- **WORK INSTRUCTION**
Copy each line below in which the string "parts" appears.

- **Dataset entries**
◇ ◇ ◇ ◇ ◇ ◇ ◇
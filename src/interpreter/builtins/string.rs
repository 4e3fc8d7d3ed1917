//! String built-in methods
//!
//! Positions are UTF-16 code unit offsets, as script observes them.

use crate::error::{ErrorCode, JsError};
use crate::interpreter::Interpreter;
use crate::object::{BuiltinProp, ObjectData, PropFlags, StringData};
use crate::value::{JsObjectRef, JsString, JsValue, to_uint32};

use super::arg;

pub static STRING_PROPS: &[BuiltinProp] = &[BuiltinProp {
    name: "length",
    flags: PropFlags::NONE,
    get: string_length_get,
    set: None,
}];

/// Initialize String.prototype and publish the String constructor
pub fn init_string(interp: &mut Interpreter) {
    let proto = interp.string_prototype.clone();

    interp.register_method(&proto, "charAt", string_char_at, 1);
    interp.register_method(&proto, "charCodeAt", string_char_code_at, 1);
    interp.register_method(&proto, "indexOf", string_index_of, 1);
    interp.register_method(&proto, "lastIndexOf", string_last_index_of, 1);
    interp.register_method(&proto, "substring", string_substring, 2);
    interp.register_method(&proto, "substr", string_substr, 2);
    interp.register_method(&proto, "slice", string_slice, 2);
    interp.register_method(&proto, "toUpperCase", string_to_upper_case, 0);
    interp.register_method(&proto, "toLowerCase", string_to_lower_case, 0);
    interp.register_method(&proto, "split", string_split, 2);
    interp.register_method(&proto, "concat", string_concat, 1);
    interp.register_method(&proto, "toString", string_value_of, 0);
    interp.register_method(&proto, "valueOf", string_value_of, 0);

    let constructor = interp.create_constructor("String", string_call, string_construct, 1, &proto);
    interp.register_method(&constructor, "fromCharCode", string_from_char_code, 1);
    interp.define_global("String", JsValue::Object(constructor));
}

fn string_length_get(_interp: &mut Interpreter, obj: &JsObjectRef) -> Result<JsValue, JsError> {
    let length = match &obj.borrow().data {
        ObjectData::String(s) => s.value.len(),
        _ => 0,
    };
    Ok(JsValue::Int(length as i32))
}

/// String(value): conversion
pub fn string_call(interp: &mut Interpreter, _this: JsValue, args: &[JsValue]) -> Result<JsValue, JsError> {
    match args.first() {
        Some(value) => Ok(JsValue::String(interp.to_string(value)?)),
        None => Ok(JsValue::from("")),
    }
}

/// new String(value): wrapper object
pub fn string_construct(interp: &mut Interpreter, _this: JsValue, args: &[JsValue]) -> Result<JsValue, JsError> {
    let value = match args.first() {
        Some(value) => interp.to_string(value)?,
        None => JsString::default(),
    };
    let obj = interp.alloc(
        ObjectData::String(StringData { value }),
        Some(interp.string_prototype.clone()),
    );
    Ok(JsValue::Object(obj))
}

/// String.fromCharCode(...codes)
pub fn string_from_char_code(interp: &mut Interpreter, _this: JsValue, args: &[JsValue]) -> Result<JsValue, JsError> {
    let mut units = Vec::with_capacity(args.len());
    for code in args {
        units.push((to_uint32(interp.to_number(code)?) & 0xFFFF) as u16);
    }
    Ok(JsValue::from(String::from_utf16_lossy(&units)))
}

/// `this` coerced to a string; undefined and null are rejected
fn this_string(interp: &mut Interpreter, this: &JsValue) -> Result<JsString, JsError> {
    match this {
        JsValue::String(s) => Ok(s.clone()),
        JsValue::Undefined | JsValue::Null => Err(JsError::object_expected()),
        _ => interp.to_string(this),
    }
}

fn from_units(units: &[u16]) -> JsValue {
    JsValue::from(String::from_utf16_lossy(units))
}

/// ToInteger, with NaN as zero
fn integer_arg(interp: &mut Interpreter, value: &JsValue, default: f64) -> Result<f64, JsError> {
    if matches!(value, JsValue::Undefined) {
        return Ok(default);
    }
    let n = interp.to_number(value)?;
    Ok(if n.is_nan() { 0.0 } else { n.trunc() })
}

fn clamp(n: f64, len: usize) -> usize {
    n.clamp(0.0, len as f64) as usize
}

fn find_units(haystack: &[u16], needle: &[u16], from: usize) -> Option<usize> {
    if needle.is_empty() {
        return Some(from.min(haystack.len()));
    }
    haystack
        .get(from..)?
        .windows(needle.len())
        .position(|w| w == needle)
        .map(|p| p + from)
}

// ═══════════════════════════════════════════════════════════════════════════
// Prototype methods
// ═══════════════════════════════════════════════════════════════════════════

pub fn string_char_at(interp: &mut Interpreter, this: JsValue, args: &[JsValue]) -> Result<JsValue, JsError> {
    let s = this_string(interp, &this)?;
    let pos = integer_arg(interp, &arg(args, 0), 0.0)?;
    if pos < 0.0 {
        return Ok(JsValue::from(""));
    }
    match s.char_code_at(pos as usize) {
        Some(unit) => Ok(from_units(&[unit])),
        None => Ok(JsValue::from("")),
    }
}

pub fn string_char_code_at(interp: &mut Interpreter, this: JsValue, args: &[JsValue]) -> Result<JsValue, JsError> {
    let s = this_string(interp, &this)?;
    let pos = integer_arg(interp, &arg(args, 0), 0.0)?;
    if pos < 0.0 {
        return Ok(JsValue::Number(f64::NAN));
    }
    match s.char_code_at(pos as usize) {
        Some(unit) => Ok(JsValue::Int(i32::from(unit))),
        None => Ok(JsValue::Number(f64::NAN)),
    }
}

/// String.prototype.indexOf(search, position)
pub fn string_index_of(interp: &mut Interpreter, this: JsValue, args: &[JsValue]) -> Result<JsValue, JsError> {
    let s = this_string(interp, &this)?.to_utf16();
    let search = interp.to_string(&arg(args, 0))?.to_utf16();
    let from = clamp(integer_arg(interp, &arg(args, 1), 0.0)?, s.len());
    Ok(match find_units(&s, &search, from) {
        Some(i) => JsValue::Int(i as i32),
        None => JsValue::Int(-1),
    })
}

/// String.prototype.lastIndexOf(search, position)
pub fn string_last_index_of(interp: &mut Interpreter, this: JsValue, args: &[JsValue]) -> Result<JsValue, JsError> {
    let s = this_string(interp, &this)?.to_utf16();
    let search = interp.to_string(&arg(args, 0))?.to_utf16();
    let pos = match arg(args, 1) {
        JsValue::Undefined => f64::INFINITY,
        value => {
            let n = interp.to_number(&value)?;
            if n.is_nan() { f64::INFINITY } else { n.trunc() }
        }
    };
    let Some(max_start) = s.len().checked_sub(search.len()) else {
        return Ok(JsValue::Int(-1));
    };
    let start = clamp(pos, max_start);
    let found = (0..=start)
        .rev()
        .find(|&i| s.get(i..i + search.len()) == Some(search.as_slice()));
    Ok(match found {
        Some(i) => JsValue::Int(i as i32),
        None => JsValue::Int(-1),
    })
}

/// String.prototype.substring(start, end): arguments are clamped and
/// swapped when out of order
pub fn string_substring(interp: &mut Interpreter, this: JsValue, args: &[JsValue]) -> Result<JsValue, JsError> {
    let s = this_string(interp, &this)?;
    let len = s.len();
    let start = clamp(integer_arg(interp, &arg(args, 0), 0.0)?, len);
    let end = clamp(integer_arg(interp, &arg(args, 1), len as f64)?, len);
    let (start, end) = if start > end { (end, start) } else { (start, end) };
    Ok(JsValue::String(s.substring(start, end)))
}

/// String.prototype.substr(start, length); a negative start counts from the end
pub fn string_substr(interp: &mut Interpreter, this: JsValue, args: &[JsValue]) -> Result<JsValue, JsError> {
    let s = this_string(interp, &this)?;
    let len = s.len();
    let start = integer_arg(interp, &arg(args, 0), 0.0)?;
    let start = if start < 0.0 { (len as f64 + start).max(0.0) } else { start.min(len as f64) } as usize;
    let count = clamp(integer_arg(interp, &arg(args, 1), f64::INFINITY)?, len - start);
    Ok(JsValue::String(s.substring(start, start + count)))
}

/// String.prototype.slice(start, end); negative positions count from the end
pub fn string_slice(interp: &mut Interpreter, this: JsValue, args: &[JsValue]) -> Result<JsValue, JsError> {
    let s = this_string(interp, &this)?;
    let len = s.len() as f64;
    let relative = |n: f64| if n < 0.0 { (len + n).max(0.0) } else { n.min(len) } as usize;
    let start = relative(integer_arg(interp, &arg(args, 0), 0.0)?);
    let end = relative(integer_arg(interp, &arg(args, 1), len)?);
    if start >= end {
        return Ok(JsValue::from(""));
    }
    Ok(JsValue::String(s.substring(start, end)))
}

pub fn string_to_upper_case(interp: &mut Interpreter, this: JsValue, _args: &[JsValue]) -> Result<JsValue, JsError> {
    let s = this_string(interp, &this)?;
    Ok(JsValue::from(s.as_str().to_uppercase()))
}

pub fn string_to_lower_case(interp: &mut Interpreter, this: JsValue, _args: &[JsValue]) -> Result<JsValue, JsError> {
    let s = this_string(interp, &this)?;
    Ok(JsValue::from(s.as_str().to_lowercase()))
}

/// String.prototype.split(separator, limit)
pub fn string_split(interp: &mut Interpreter, this: JsValue, args: &[JsValue]) -> Result<JsValue, JsError> {
    let s = this_string(interp, &this)?;
    let limit = match arg(args, 1) {
        JsValue::Undefined => u32::MAX,
        value => to_uint32(interp.to_number(&value)?),
    };
    let separator = arg(args, 0);

    if let JsValue::Object(re) = &separator
        && let Some(parts) = super::regexp::split(interp, re, s.as_str(), limit)?
    {
        return Ok(JsValue::Object(interp.create_array(parts)));
    }

    let mut parts: Vec<JsValue> = match separator {
        JsValue::Undefined => vec![JsValue::String(s)],
        sep => {
            let sep = interp.to_string(&sep)?;
            if sep.is_empty() {
                s.to_utf16().chunks(1).map(from_units).collect()
            } else {
                s.as_str().split(sep.as_str()).map(JsValue::from).collect()
            }
        }
    };
    parts.truncate(limit as usize);
    Ok(JsValue::Object(interp.create_array(parts)))
}

/// String.prototype.concat(...values)
pub fn string_concat(interp: &mut Interpreter, this: JsValue, args: &[JsValue]) -> Result<JsValue, JsError> {
    let mut out = this_string(interp, &this)?.to_string();
    for value in args {
        out.push_str(interp.to_string(value)?.as_str());
    }
    Ok(JsValue::from(out))
}

/// String.prototype.toString / valueOf: only strings and String objects
pub fn string_value_of(_interp: &mut Interpreter, this: JsValue, _args: &[JsValue]) -> Result<JsValue, JsError> {
    match &this {
        JsValue::String(_) => Ok(this),
        JsValue::Object(obj) => match &obj.borrow().data {
            ObjectData::String(s) => Ok(JsValue::String(s.value.clone())),
            _ => Err(JsError::type_error(ErrorCode::STRING_EXPECTED, "String expected")),
        },
        _ => Err(JsError::type_error(ErrorCode::STRING_EXPECTED, "String expected")),
    }
}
◇ ◇ ◇ ◇ ◇ ◇ ◇
- **RESULT OF THIS TASK**
        && let Some(parts) = super::regexp::split(interp, re, s.as_str(), limit)?
        return Ok(JsValue::Object(interp.create_array(parts)));
    let mut parts: Vec<JsValue> = match separator {
    parts.truncate(limit as usize);
    Ok(JsValue::Object(interp.create_array(parts)))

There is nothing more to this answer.